The story of Paliwal is a hopeful one—demonstrating how local-level policy can reverse longstanding social biases against girls, while also generating economic opportunity. China’s 2015 reversal is positive, too, demonstrating how changing policies can help restore the birth sex ratio. What the Chinese and Indian cases can teach us is that, historically, son bias has been common throughout Asia, but varies significantly from country to country. It can have impacts for girls and women, and for couples trying to plan for their families. Ultimately, it has significant impacts for society. No policy can bring back the missing women, but with stable and consistent efforts on the part of local, regional, and national governments, the demographic crisis caused by bias and policy could be significantly reduced within a generation or two.

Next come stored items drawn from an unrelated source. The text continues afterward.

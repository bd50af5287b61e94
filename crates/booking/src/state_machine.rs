use serde::{Deserialize, Serialize};

use adspace_core::error::{MarketError, MarketResult};
use adspace_core::types::BookingStatus;

/// Describes a single valid state transition for a booking.
#[derive(Debug, Clone, Serialize, Deserialize)]
pub struct StateTransition {
    pub from: BookingStatus,
    pub to: BookingStatus,
    pub trigger: &'static str,
}

/// Guards the booking lifecycle by enforcing a finite set of valid state
/// transitions. The happy path is linear; `Disputed` is a side track that
/// resolves back into the graph, and cancellation is only legal before
/// installation.
#[derive(Debug, Clone)]
pub struct BookingStateMachine {
    transitions: Vec<StateTransition>,
}

impl BookingStateMachine {
    /// Creates the machine with all valid transitions pre-configured.
    pub fn new() -> Self {
        use BookingStatus::*;

        let mut transitions = vec![
            // Happy path
            StateTransition {
                from: PendingApproval,
                to: Approved,
                trigger: "owner_approve",
            },
            StateTransition {
                from: PendingApproval,
                to: Rejected,
                trigger: "owner_reject",
            },
            StateTransition {
                from: Approved,
                to: Paid,
                trigger: "payment_captured",
            },
            StateTransition {
                from: Paid,
                to: FileDownloaded,
                trigger: "file_downloaded",
            },
            StateTransition {
                from: FileDownloaded,
                to: Installed,
                trigger: "installed",
            },
            StateTransition {
                from: Installed,
                to: Verified,
                trigger: "proof_approved",
            },
            StateTransition {
                from: Verified,
                to: Completed,
                trigger: "campaign_ended",
            },
            // Dispute resolution outcomes
            StateTransition {
                from: Disputed,
                to: Installed,
                trigger: "dispute_uphold_owner",
            },
            StateTransition {
                from: Disputed,
                to: Verified,
                trigger: "dispute_uphold_owner",
            },
            StateTransition {
                from: Disputed,
                to: Completed,
                trigger: "dispute_resolved",
            },
            StateTransition {
                from: Disputed,
                to: Cancelled,
                trigger: "dispute_uphold_advertiser",
            },
        ];

        // Any non-terminal state can enter the dispute side-track, and a
        // completed booking can be disputed within the grace window (the
        // grace check itself lives in the dispute resolver).
        for from in [
            PendingApproval,
            Approved,
            Paid,
            FileDownloaded,
            Installed,
            Verified,
            Completed,
        ] {
            transitions.push(StateTransition {
                from,
                to: Disputed,
                trigger: "dispute_opened",
            });
        }

        // Administrative / automatic cancellation, pre-installation only.
        for from in [PendingApproval, Approved, Paid, FileDownloaded] {
            transitions.push(StateTransition {
                from,
                to: Cancelled,
                trigger: "cancelled",
            });
        }

        Self { transitions }
    }

    /// Returns `true` if the given transition is allowed.
    pub fn can_transition(&self, from: BookingStatus, to: BookingStatus) -> bool {
        self.transitions
            .iter()
            .any(|t| t.from == from && t.to == to)
    }

    /// Checks that `from -> to` is legal, returning a `StateViolation` that
    /// names the attempted action otherwise.
    pub fn assert_transition(
        &self,
        from: BookingStatus,
        to: BookingStatus,
        action: &'static str,
    ) -> MarketResult<()> {
        if self.can_transition(from, to) {
            Ok(())
        } else {
            Err(MarketError::StateViolation { from, action })
        }
    }
}

impl Default for BookingStateMachine {
    fn default() -> Self {
        Self::new()
    }
}

#[cfg(test)]
mod tests {
    use super::*;
    use BookingStatus::*;

    #[test]
    fn test_happy_path_is_legal() {
        let m = BookingStateMachine::new();
        let path = [
            PendingApproval,
            Approved,
            Paid,
            FileDownloaded,
            Installed,
            Verified,
            Completed,
        ];
        for pair in path.windows(2) {
            assert!(m.can_transition(pair[0], pair[1]), "{:?} -> {:?}", pair[0], pair[1]);
        }
    }

    #[test]
    fn test_no_skipping_ahead() {
        let m = BookingStateMachine::new();
        assert!(!m.can_transition(PendingApproval, Paid));
        assert!(!m.can_transition(Approved, Installed));
        assert!(!m.can_transition(Paid, Verified));
        assert!(!m.can_transition(Installed, Completed));
    }

    #[test]
    fn test_no_reversing() {
        let m = BookingStateMachine::new();
        assert!(!m.can_transition(Paid, Approved));
        assert!(!m.can_transition(Verified, Installed));
        assert!(!m.can_transition(Completed, Verified));
    }

    #[test]
    fn test_terminal_states_are_dead_ends() {
        let m = BookingStateMachine::new();
        for to in [
            PendingApproval,
            Approved,
            Paid,
            FileDownloaded,
            Installed,
            Verified,
            Completed,
        ] {
            assert!(!m.can_transition(Rejected, to));
            assert!(!m.can_transition(Cancelled, to));
        }
        // Completed is terminal for progression but may still be disputed
        // within the grace window.
        assert!(m.can_transition(Completed, Disputed));
    }

    #[test]
    fn test_cancellation_only_before_installation() {
        let m = BookingStateMachine::new();
        assert!(m.can_transition(Paid, Cancelled));
        assert!(m.can_transition(FileDownloaded, Cancelled));
        assert!(!m.can_transition(Installed, Cancelled));
        assert!(!m.can_transition(Verified, Cancelled));
        // ...except via dispute resolution.
        assert!(m.can_transition(Disputed, Cancelled));
    }

    #[test]
    fn test_dispute_side_track_resolves_back() {
        let m = BookingStateMachine::new();
        assert!(m.can_transition(Verified, Disputed));
        assert!(m.can_transition(Disputed, Verified));
        assert!(m.can_transition(Disputed, Completed));
        assert!(m.can_transition(Disputed, Cancelled));
        assert!(!m.can_transition(Disputed, Paid));
    }

    #[test]
    fn test_assert_transition_reports_source_state() {
        let m = BookingStateMachine::new();
        let err = m
            .assert_transition(Installed, Cancelled, "cancel_booking")
            .unwrap_err();
        match err {
            MarketError::StateViolation { from, action } => {
                assert_eq!(from, Installed);
                assert_eq!(action, "cancel_booking");
            }
            other => panic!("expected StateViolation, got {:?}", other),
        }
    }
}
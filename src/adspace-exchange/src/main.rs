//! AdSpace Exchange — two-sided marketplace for physical ad space rentals.
//!
//! Main entry point that wires the marketplace engines and starts the server.

use adspace_api::ApiServer;
use adspace_core::payments::MockPaymentGateway;
use adspace_core::AppConfig;
use chrono::Utc;
use clap::Parser;
use std::sync::Arc;
use tracing::info;

#[derive(Parser, Debug)]
#[command(name = "adspace-exchange")]
#[command(about = "Two-sided marketplace for physical ad space rentals")]
#[command(version)]
struct Cli {
    /// Node identifier (overrides config)
    #[arg(long, env = "ADSPACE__NODE_ID")]
    node_id: Option<String>,

    /// HTTP port (overrides config)
    #[arg(long, env = "ADSPACE__API__HTTP_PORT")]
    http_port: Option<u16>,

    /// Seconds between deadline sweep passes
    #[arg(long, default_value_t = 300)]
    sweep_interval_secs: u64,

    /// Disable the background deadline sweep (API-only mode)
    #[arg(long, default_value_t = false)]
    no_sweep: bool,

    /// Seed demo bookings on startup (development only)
    #[arg(long, default_value_t = false)]
    seed_demo: bool,
}

#[tokio::main]
async fn main() -> anyhow::Result<()> {
    // Initialize tracing
    tracing_subscriber::fmt()
        .with_env_filter(
            tracing_subscriber::EnvFilter::try_from_default_env()
                .unwrap_or_else(|_| "adspace_exchange=info,tower_http=info".into()),
        )
        .json()
        .init();

    let cli = Cli::parse();

    info!("AdSpace Exchange starting up");

    // Load configuration
    let mut config = AppConfig::load().unwrap_or_else(|e| {
        tracing::warn!(error = %e, "Failed to load config, using defaults");
        AppConfig::default()
    });

    // Apply CLI overrides
    if let Some(node_id) = cli.node_id {
        config.node_id = node_id;
    }
    if let Some(port) = cli.http_port {
        config.api.http_port = port;
    }

    info!(
        node_id = %config.node_id,
        http_port = config.api.http_port,
        window_days = config.booking.installation_window_days,
        auto_approve_hours = config.booking.proof_auto_approve_hours,
        "Configuration loaded"
    );

    // The mock gateway stands in for the payment provider integration;
    // swap in a real implementation via the PaymentGateway trait.
    let gateway = Arc::new(MockPaymentGateway::new());
    let api_server = ApiServer::new(config.clone(), gateway);

    if cli.seed_demo {
        api_server.state().bookings.seed_demo_bookings();
    }

    // Spawn the deadline sweep (missed windows, proof auto-approval,
    // campaign completion)
    if cli.no_sweep {
        info!("Running in API-only mode (no deadline sweep)");
    } else {
        let sweeper = api_server.state().sweeper.clone();
        let interval_secs = cli.sweep_interval_secs;
        tokio::spawn(async move {
            let mut interval =
                tokio::time::interval(std::time::Duration::from_secs(interval_secs));
            loop {
                interval.tick().await;
                sweeper.run(Utc::now());
            }
        });
        info!(interval_secs, "Deadline sweep scheduled");
    }

    info!("AdSpace Exchange is ready to serve traffic");

    // Start HTTP server (blocks until shutdown)
    api_server.start_http().await?;

    Ok(())
}
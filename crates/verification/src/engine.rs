//! Proof verification engine — submission of installation-proof photos,
//! advertiser accept/reject decisions, and the 48-hour auto-approval rule.
//!
//! Auto-approval is a wall-clock deadline evaluated lazily by the scheduled
//! sweep, never an in-process timer.

use std::sync::Arc;

use chrono::{DateTime, Duration, Utc};
use dashmap::DashMap;
use tracing::{info, warn};
use uuid::Uuid;

use adspace_booking::BookingEngine;
use adspace_core::error::{MarketError, MarketResult};
use adspace_core::event_bus::{make_event, noop_sink, EventSink};
use adspace_core::types::{BookingStatus, EventType, Proof, ProofStatus};

/// Manages the 1:1 proof attached to each installed booking.
#[derive(Clone)]
pub struct ProofEngine {
    proofs: Arc<DashMap<Uuid, Proof>>,
    by_booking: Arc<DashMap<Uuid, Uuid>>,
    bookings: BookingEngine,
    event_sink: Arc<dyn EventSink>,
    auto_approve_hours: i64,
}

impl std::fmt::Debug for ProofEngine {
    fn fmt(&self, f: &mut std::fmt::Formatter<'_>) -> std::fmt::Result {
        f.debug_struct("ProofEngine")
            .field("proofs", &self.proofs.len())
            .field("auto_approve_hours", &self.auto_approve_hours)
            .finish()
    }
}

impl ProofEngine {
    pub fn new(bookings: BookingEngine, auto_approve_hours: i64) -> Self {
        Self {
            proofs: Arc::new(DashMap::new()),
            by_booking: Arc::new(DashMap::new()),
            bookings,
            event_sink: noop_sink(),
            auto_approve_hours,
        }
    }

    /// Attach an event sink for emitting notification events.
    pub fn with_event_sink(mut self, sink: Arc<dyn EventSink>) -> Self {
        self.event_sink = sink;
        self
    }

    pub fn get(&self, proof_id: Uuid) -> MarketResult<Proof> {
        self.proofs
            .get(&proof_id)
            .map(|r| r.value().clone())
            .ok_or(MarketError::NotFound {
                entity: "proof",
                id: proof_id,
            })
    }

    pub fn get_by_booking(&self, booking_id: Uuid) -> Option<Proof> {
        self.by_booking
            .get(&booking_id)
            .and_then(|id| self.proofs.get(id.value()))
            .map(|r| r.value().clone())
    }

    /// Submit (or resubmit) installation-proof photos for a booking.
    ///
    /// The booking must be `Installed` and at least one photo is required.
    /// Resubmission replaces the photos and resets the submission and
    /// auto-approval clocks, but only while the proof is not yet approved.
    pub fn submit_proof(
        &self,
        booking_id: Uuid,
        photos: Vec<String>,
        now: DateTime<Utc>,
    ) -> MarketResult<Proof> {
        if photos.is_empty() {
            return Err(MarketError::Validation(
                "at least one photo is required".into(),
            ));
        }

        let booking = self.bookings.get(booking_id)?;
        if booking.status != BookingStatus::Installed {
            return Err(MarketError::StateViolation {
                from: booking.status,
                action: "submit_proof",
            });
        }

        let auto_approve_at = now + Duration::hours(self.auto_approve_hours);

        if let Some(existing_id) = self.by_booking.get(&booking_id).map(|r| *r.value()) {
            let mut entry = self
                .proofs
                .get_mut(&existing_id)
                .ok_or(MarketError::NotFound {
                    entity: "proof",
                    id: existing_id,
                })?;
            if entry.status == ProofStatus::Approved {
                return Err(MarketError::Validation(
                    "proof already approved; resubmission not allowed".into(),
                ));
            }
            let proof = entry.value_mut();
            proof.photos = photos;
            proof.status = ProofStatus::Pending;
            proof.rejection_reason = None;
            proof.submitted_at = now;
            proof.auto_approve_at = auto_approve_at;
            proof.updated_at = now;
            proof.version += 1;
            let updated = proof.clone();
            drop(entry);

            info!(booking_id = %booking_id, proof_id = %updated.id, "Proof resubmitted");
            self.event_sink.emit(make_event(
                EventType::ProofSubmitted,
                booking_id,
                Some(updated.id),
                Some("resubmission".into()),
            ));
            return Ok(updated);
        }

        let proof = Proof {
            id: Uuid::new_v4(),
            booking_id,
            status: ProofStatus::Pending,
            photos,
            submitted_at: now,
            auto_approve_at,
            rejection_reason: None,
            updated_at: now,
            version: 1,
        };
        self.by_booking.insert(booking_id, proof.id);
        self.proofs.insert(proof.id, proof.clone());

        info!(booking_id = %booking_id, proof_id = %proof.id, "Proof submitted");
        self.event_sink.emit(make_event(
            EventType::ProofSubmitted,
            booking_id,
            Some(proof.id),
            None,
        ));
        Ok(proof)
    }

    /// Advertiser approves the proof. Drives the booking to `Verified` and
    /// emits the event the payout scheduler reacts to. Approving an
    /// already-approved proof is a no-op.
    pub fn approve_proof(&self, proof_id: Uuid, now: DateTime<Utc>) -> MarketResult<Proof> {
        self.approve_internal(proof_id, now, "advertiser")
    }

    /// Advertiser rejects the proof. Only legal while the proof is pending
    /// and before the auto-approval deadline. The booking stays `Installed`;
    /// the advertiser's path forward is resubmission or a dispute.
    pub fn reject_proof(
        &self,
        proof_id: Uuid,
        reason: &str,
        now: DateTime<Utc>,
    ) -> MarketResult<Proof> {
        if reason.trim().is_empty() {
            return Err(MarketError::Validation(
                "a rejection reason is required".into(),
            ));
        }

        let mut entry = self.proofs.get_mut(&proof_id).ok_or(MarketError::NotFound {
            entity: "proof",
            id: proof_id,
        })?;
        match entry.status {
            ProofStatus::Pending => {}
            ProofStatus::Approved => {
                return Err(MarketError::Validation(
                    "proof already approved; open a dispute instead".into(),
                ))
            }
            ProofStatus::Rejected => {
                return Err(MarketError::Validation("proof already rejected".into()))
            }
        }
        if now >= entry.auto_approve_at {
            return Err(MarketError::Validation(
                "auto-approval deadline has passed".into(),
            ));
        }

        let proof = entry.value_mut();
        proof.status = ProofStatus::Rejected;
        proof.rejection_reason = Some(reason.to_string());
        proof.updated_at = now;
        proof.version += 1;
        let updated = proof.clone();
        drop(entry);

        info!(proof_id = %proof_id, booking_id = %updated.booking_id, "Proof rejected");
        self.event_sink.emit(make_event(
            EventType::ProofRejected,
            updated.booking_id,
            Some(proof_id),
            Some(reason.to_string()),
        ));
        Ok(updated)
    }

    /// Approve every pending proof whose auto-approval deadline has passed.
    /// Returns the proofs approved in this pass. Already-rejected and
    /// already-approved proofs are never touched, so re-running is a no-op.
    pub fn sweep_auto_approvals(&self, now: DateTime<Utc>) -> Vec<Proof> {
        let due: Vec<Uuid> = self
            .proofs
            .iter()
            .filter(|r| r.status == ProofStatus::Pending && now >= r.auto_approve_at)
            .map(|r| r.id)
            .collect();

        let mut approved = Vec::new();
        for proof_id in due {
            match self.approve_internal(proof_id, now, "auto") {
                Ok(proof) => approved.push(proof),
                // A disputed booking blocks verification; the proof stays
                // pending and the next sweep retries after resolution.
                Err(e) => {
                    warn!(proof_id = %proof_id, error = %e, "Auto-approval skipped")
                }
            }
        }
        approved
    }

    fn approve_internal(
        &self,
        proof_id: Uuid,
        now: DateTime<Utc>,
        actor: &str,
    ) -> MarketResult<Proof> {
        // Status check and write happen under one entry lock; a concurrent
        // rejection serializes before or after the whole approval, never in
        // between.
        let mut entry = self.proofs.get_mut(&proof_id).ok_or(MarketError::NotFound {
            entity: "proof",
            id: proof_id,
        })?;
        match entry.status {
            ProofStatus::Approved => return Ok(entry.value().clone()),
            ProofStatus::Rejected => {
                return Err(MarketError::Validation(
                    "proof was rejected; approval requires resubmission".into(),
                ))
            }
            ProofStatus::Pending => {}
        }

        // Advance the booking first; if that fails the proof stays pending.
        self.bookings.mark_verified(entry.booking_id)?;

        let proof = entry.value_mut();
        proof.status = ProofStatus::Approved;
        proof.updated_at = now;
        proof.version += 1;
        let updated = proof.clone();
        drop(entry);

        info!(proof_id = %proof_id, booking_id = %updated.booking_id, actor, "Proof approved");
        self.event_sink.emit(make_event(
            EventType::ProofApproved,
            updated.booking_id,
            Some(proof_id),
            Some(actor.to_string()),
        ));
        Ok(updated)
    }
}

The women may be missing, but the girls are coming home.

 

NOTES

1. Amartya Sen, “More than 100 Million Women Are Missing,” The New York Review of Books, December 20, 1990.

2. Yan Huang, Wen Tang, and Yi Mu, et al., “The Sex Ratio at Birth for 5,338,853 Deliveries in China from 2012 to 2015: A Facility-Based Study,” Public Library of Science (PLOS) One, December 12, 2016.

3. Therese Hesketh and Zhu Wei Xing, “Abnormal Sex Ratios in Human Populations: Causes and Consequences,” Proceedings of the National Academy of Sciences of the United States of America (PNAS) 103, no. 36 (2006): 13271–13275.

4. Organization for Economic Co-operation and Develpment (OECD), “About the SIGI,” OECD Social Institutions and Gender Index (SIGI), accessed August 10, 2017, http://www.genderindex.org/team/.

5. Veronica Pearson, “A Broken Compact,” China’s Deep Reform: Domestic Politics in Transition (Lanham: Rowman & Littlefield, 2006).

6. Tina Rosenburg, “The Daughter Deficit,” New York Times Magazine, August 23, 2009.

7. Sui-Lee Wee “After One Child Policy, Outrage at China’s Offer to Remove IUDs,” The New York Times, January 7, 2017, https://tinyurl.com/kdjuzqh.

8. Stephan Lausen and Claudia Wink, “Missing Women: Revisiting the Debate,” Feminist Economics 9, nos. 2–3 (2003): 270.